### WHAT IS REQUIRED
In the listing below, find the line with "use super::models::TtgArgs;", then repeat exactly every line from the top through that one.

### DATA FOR THIS EXERCISE
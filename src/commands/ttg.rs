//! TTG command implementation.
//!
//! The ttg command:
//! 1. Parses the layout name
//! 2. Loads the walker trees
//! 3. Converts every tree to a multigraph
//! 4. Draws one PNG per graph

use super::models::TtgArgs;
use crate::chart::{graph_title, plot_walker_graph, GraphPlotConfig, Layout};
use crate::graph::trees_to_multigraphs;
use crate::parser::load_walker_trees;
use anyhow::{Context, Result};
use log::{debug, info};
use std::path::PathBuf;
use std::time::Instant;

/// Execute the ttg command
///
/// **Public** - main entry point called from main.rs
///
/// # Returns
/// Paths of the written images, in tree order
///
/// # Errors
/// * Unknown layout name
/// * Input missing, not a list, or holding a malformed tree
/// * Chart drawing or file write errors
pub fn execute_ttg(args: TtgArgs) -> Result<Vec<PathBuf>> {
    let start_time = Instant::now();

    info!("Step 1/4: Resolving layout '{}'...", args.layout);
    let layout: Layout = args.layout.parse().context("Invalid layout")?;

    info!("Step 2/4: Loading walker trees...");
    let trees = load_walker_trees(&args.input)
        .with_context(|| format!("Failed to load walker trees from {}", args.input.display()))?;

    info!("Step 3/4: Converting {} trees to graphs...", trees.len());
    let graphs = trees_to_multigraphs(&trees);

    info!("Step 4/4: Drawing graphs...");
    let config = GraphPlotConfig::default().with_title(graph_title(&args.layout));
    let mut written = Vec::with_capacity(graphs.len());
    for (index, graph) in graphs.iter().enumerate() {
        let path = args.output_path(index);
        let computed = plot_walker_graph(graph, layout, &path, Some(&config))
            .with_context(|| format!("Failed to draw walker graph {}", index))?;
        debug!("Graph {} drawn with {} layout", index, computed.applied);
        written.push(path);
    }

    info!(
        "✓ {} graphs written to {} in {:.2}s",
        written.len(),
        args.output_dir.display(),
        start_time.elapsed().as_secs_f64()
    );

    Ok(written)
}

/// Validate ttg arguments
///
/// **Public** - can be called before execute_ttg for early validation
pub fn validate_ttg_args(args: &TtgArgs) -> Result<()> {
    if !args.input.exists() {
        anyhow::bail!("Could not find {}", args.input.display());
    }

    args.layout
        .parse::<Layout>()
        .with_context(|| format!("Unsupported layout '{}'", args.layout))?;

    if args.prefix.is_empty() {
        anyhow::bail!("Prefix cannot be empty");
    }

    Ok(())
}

### ANSWER BOX
filename src/commands/ttg.rs
//! TTG command implementation.
//!
//! The ttg command:
//! 1. Parses the layout name
//! 2. Loads the walker trees
//! 3. Converts every tree to a multigraph
//! 4. Draws one PNG per graph

use super::models::TtgArgs;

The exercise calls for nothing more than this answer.